From the data below, set down exactly the lines between the one holding "it writes to." and the one holding "first created it.", inclusive, and no others.

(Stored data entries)
------------------------------------------------------------------------

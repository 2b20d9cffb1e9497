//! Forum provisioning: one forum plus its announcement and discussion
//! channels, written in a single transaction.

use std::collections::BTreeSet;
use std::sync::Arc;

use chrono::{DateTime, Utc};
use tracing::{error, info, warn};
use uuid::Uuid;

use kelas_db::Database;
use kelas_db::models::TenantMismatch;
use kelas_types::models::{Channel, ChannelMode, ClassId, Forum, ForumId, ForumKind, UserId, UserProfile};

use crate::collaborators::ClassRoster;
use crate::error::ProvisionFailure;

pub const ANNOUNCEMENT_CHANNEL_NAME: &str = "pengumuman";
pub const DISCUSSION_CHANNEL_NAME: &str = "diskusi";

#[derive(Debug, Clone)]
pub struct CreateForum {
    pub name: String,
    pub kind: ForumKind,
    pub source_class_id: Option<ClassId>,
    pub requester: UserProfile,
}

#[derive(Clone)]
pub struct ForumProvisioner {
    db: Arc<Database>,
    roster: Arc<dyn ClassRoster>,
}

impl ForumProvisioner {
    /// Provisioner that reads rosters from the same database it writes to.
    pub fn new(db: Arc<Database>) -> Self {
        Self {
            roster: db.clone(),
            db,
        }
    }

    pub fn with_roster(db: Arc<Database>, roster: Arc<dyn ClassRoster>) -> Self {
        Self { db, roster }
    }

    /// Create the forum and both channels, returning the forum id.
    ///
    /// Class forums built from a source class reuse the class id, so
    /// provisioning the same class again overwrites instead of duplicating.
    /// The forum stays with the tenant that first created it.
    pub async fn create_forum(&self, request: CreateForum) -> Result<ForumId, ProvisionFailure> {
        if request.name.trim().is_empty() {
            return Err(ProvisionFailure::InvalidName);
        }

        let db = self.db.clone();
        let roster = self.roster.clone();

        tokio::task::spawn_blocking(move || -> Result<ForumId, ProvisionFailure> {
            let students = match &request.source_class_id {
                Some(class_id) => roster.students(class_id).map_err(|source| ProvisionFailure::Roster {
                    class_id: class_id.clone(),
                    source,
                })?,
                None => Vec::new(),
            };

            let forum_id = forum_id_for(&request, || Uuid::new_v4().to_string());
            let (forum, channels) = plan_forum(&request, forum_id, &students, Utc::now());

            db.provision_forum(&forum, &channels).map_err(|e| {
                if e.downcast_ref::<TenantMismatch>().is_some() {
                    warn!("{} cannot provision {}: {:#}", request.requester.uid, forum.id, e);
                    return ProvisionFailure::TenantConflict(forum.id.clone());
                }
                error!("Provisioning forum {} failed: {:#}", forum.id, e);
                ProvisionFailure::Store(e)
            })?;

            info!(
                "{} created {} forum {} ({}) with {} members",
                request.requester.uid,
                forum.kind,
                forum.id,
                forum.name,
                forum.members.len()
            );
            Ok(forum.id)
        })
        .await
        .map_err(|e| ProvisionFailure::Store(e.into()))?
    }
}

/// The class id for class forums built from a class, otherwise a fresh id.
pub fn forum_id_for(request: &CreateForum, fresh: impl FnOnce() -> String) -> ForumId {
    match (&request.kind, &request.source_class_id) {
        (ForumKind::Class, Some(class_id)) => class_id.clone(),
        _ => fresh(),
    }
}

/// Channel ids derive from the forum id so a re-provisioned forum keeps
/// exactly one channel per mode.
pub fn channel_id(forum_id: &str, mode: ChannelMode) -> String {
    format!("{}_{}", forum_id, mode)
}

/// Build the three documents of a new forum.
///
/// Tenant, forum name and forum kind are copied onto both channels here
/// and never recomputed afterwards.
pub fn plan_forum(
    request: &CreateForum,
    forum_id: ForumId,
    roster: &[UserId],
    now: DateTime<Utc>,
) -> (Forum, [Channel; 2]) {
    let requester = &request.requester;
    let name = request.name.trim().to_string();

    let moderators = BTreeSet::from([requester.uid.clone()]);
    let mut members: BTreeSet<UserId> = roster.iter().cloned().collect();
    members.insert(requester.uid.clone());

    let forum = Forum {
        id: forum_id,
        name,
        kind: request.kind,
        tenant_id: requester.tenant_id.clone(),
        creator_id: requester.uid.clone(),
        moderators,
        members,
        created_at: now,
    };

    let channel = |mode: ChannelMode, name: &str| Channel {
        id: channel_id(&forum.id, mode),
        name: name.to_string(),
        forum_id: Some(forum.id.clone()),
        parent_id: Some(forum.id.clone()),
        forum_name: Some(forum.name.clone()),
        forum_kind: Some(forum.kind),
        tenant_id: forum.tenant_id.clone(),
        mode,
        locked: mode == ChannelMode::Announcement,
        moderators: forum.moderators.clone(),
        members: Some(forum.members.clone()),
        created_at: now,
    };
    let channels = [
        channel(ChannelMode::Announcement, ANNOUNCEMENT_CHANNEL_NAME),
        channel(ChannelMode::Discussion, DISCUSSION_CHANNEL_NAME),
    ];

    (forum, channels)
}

------------------------------------------------------------------------

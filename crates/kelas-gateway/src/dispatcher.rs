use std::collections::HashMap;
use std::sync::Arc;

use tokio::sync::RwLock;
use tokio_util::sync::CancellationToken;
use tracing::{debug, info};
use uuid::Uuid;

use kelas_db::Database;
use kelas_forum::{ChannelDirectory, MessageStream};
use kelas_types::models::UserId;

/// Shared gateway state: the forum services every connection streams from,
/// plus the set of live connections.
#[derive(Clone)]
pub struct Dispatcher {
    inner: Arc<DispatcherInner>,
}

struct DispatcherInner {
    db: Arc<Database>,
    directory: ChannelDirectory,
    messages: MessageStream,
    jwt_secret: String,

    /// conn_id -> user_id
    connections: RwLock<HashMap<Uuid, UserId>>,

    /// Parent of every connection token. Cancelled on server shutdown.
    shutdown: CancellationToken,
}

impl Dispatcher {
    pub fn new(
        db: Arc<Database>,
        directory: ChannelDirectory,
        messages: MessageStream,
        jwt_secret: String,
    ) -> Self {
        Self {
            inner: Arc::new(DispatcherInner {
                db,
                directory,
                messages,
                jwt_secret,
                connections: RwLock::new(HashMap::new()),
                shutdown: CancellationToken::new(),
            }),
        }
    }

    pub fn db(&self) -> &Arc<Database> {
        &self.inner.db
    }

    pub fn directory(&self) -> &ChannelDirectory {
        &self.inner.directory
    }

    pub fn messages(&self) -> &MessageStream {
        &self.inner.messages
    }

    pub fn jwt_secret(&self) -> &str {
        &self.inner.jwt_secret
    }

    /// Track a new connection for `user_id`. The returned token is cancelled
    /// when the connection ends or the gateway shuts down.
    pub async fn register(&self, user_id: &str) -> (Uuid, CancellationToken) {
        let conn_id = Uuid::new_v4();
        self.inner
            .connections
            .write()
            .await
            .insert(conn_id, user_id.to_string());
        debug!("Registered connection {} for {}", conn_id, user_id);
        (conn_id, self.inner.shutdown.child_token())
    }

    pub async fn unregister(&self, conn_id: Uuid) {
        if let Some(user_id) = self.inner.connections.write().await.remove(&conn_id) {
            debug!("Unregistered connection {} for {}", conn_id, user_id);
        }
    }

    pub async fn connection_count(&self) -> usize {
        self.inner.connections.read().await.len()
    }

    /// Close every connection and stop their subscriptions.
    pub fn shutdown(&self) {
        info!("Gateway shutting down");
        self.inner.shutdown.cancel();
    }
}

------------------------------------------------------------------------

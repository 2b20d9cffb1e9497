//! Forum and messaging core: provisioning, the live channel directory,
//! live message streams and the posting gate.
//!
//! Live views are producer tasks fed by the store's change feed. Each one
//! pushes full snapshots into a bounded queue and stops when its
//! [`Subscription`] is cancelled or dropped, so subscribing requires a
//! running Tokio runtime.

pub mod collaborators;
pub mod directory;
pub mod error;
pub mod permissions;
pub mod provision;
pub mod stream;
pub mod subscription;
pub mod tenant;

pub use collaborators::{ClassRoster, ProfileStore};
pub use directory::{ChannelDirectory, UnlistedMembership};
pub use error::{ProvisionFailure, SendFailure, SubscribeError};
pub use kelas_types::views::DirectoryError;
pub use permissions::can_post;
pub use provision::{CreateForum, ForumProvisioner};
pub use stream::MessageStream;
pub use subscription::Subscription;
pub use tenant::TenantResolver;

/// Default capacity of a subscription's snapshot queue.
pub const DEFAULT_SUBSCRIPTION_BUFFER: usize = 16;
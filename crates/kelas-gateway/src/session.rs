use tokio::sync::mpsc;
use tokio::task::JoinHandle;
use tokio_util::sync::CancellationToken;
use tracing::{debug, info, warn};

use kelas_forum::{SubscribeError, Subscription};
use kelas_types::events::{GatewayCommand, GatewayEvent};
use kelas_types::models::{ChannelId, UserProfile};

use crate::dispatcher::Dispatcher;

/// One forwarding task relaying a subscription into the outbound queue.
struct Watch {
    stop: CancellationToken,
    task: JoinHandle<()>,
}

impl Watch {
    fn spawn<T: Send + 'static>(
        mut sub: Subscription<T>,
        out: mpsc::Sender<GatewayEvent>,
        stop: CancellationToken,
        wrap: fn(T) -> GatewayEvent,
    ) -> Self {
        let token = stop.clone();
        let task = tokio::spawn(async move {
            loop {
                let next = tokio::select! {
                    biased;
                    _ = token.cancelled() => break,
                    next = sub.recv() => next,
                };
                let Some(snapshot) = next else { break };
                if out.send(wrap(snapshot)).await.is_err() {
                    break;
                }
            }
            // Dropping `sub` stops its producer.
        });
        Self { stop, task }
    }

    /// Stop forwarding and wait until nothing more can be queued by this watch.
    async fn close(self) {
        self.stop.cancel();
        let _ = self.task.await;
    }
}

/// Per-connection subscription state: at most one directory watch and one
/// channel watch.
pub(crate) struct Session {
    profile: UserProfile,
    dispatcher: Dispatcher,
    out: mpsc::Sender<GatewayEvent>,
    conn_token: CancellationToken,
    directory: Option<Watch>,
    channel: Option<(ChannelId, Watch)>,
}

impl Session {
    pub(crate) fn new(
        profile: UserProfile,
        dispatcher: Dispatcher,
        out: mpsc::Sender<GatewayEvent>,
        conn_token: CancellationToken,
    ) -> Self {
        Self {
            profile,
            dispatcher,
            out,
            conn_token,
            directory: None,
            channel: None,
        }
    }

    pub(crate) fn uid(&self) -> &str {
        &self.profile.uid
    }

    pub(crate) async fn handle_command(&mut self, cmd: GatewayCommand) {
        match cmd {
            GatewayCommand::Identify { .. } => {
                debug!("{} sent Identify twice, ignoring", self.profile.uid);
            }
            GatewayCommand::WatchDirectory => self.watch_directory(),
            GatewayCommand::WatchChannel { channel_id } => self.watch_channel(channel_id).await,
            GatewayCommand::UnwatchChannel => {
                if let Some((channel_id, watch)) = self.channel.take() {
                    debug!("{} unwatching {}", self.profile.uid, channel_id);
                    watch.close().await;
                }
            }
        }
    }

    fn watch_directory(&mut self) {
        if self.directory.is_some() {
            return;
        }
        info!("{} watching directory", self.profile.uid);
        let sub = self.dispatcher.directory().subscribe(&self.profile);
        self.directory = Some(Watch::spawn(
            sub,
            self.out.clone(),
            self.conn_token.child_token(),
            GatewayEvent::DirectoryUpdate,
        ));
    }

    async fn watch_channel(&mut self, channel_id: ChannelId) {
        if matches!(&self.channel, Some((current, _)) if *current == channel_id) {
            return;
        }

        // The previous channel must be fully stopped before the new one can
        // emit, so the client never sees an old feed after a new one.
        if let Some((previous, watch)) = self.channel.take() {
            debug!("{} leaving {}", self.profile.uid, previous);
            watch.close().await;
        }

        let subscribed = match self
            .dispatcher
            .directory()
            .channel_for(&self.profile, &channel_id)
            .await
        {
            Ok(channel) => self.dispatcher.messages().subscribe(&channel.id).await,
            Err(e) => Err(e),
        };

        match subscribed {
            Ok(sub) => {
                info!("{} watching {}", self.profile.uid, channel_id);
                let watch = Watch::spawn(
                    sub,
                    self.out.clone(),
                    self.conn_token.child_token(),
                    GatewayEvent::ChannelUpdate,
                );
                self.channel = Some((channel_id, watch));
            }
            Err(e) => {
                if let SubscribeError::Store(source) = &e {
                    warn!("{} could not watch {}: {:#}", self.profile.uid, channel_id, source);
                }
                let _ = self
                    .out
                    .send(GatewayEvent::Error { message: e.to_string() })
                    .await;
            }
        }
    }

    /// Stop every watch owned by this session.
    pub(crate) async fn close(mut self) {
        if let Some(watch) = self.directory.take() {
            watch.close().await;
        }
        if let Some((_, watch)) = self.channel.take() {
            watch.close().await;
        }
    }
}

------------------------------------------------------------------------

Response to this exercise
    /// Provisioner that reads rosters from the same database it writes to.
    pub fn new(db: Arc<Database>) -> Self {
        Self {
            roster: db.clone(),
            db,
        }
    }

    pub fn with_roster(db: Arc<Database>, roster: Arc<dyn ClassRoster>) -> Self {
        Self { db, roster }
    }

    /// Create the forum and both channels, returning the forum id.
    ///
    /// Class forums built from a source class reuse the class id, so
    /// provisioning the same class again overwrites instead of duplicating.
    /// The forum stays with the tenant that first created it.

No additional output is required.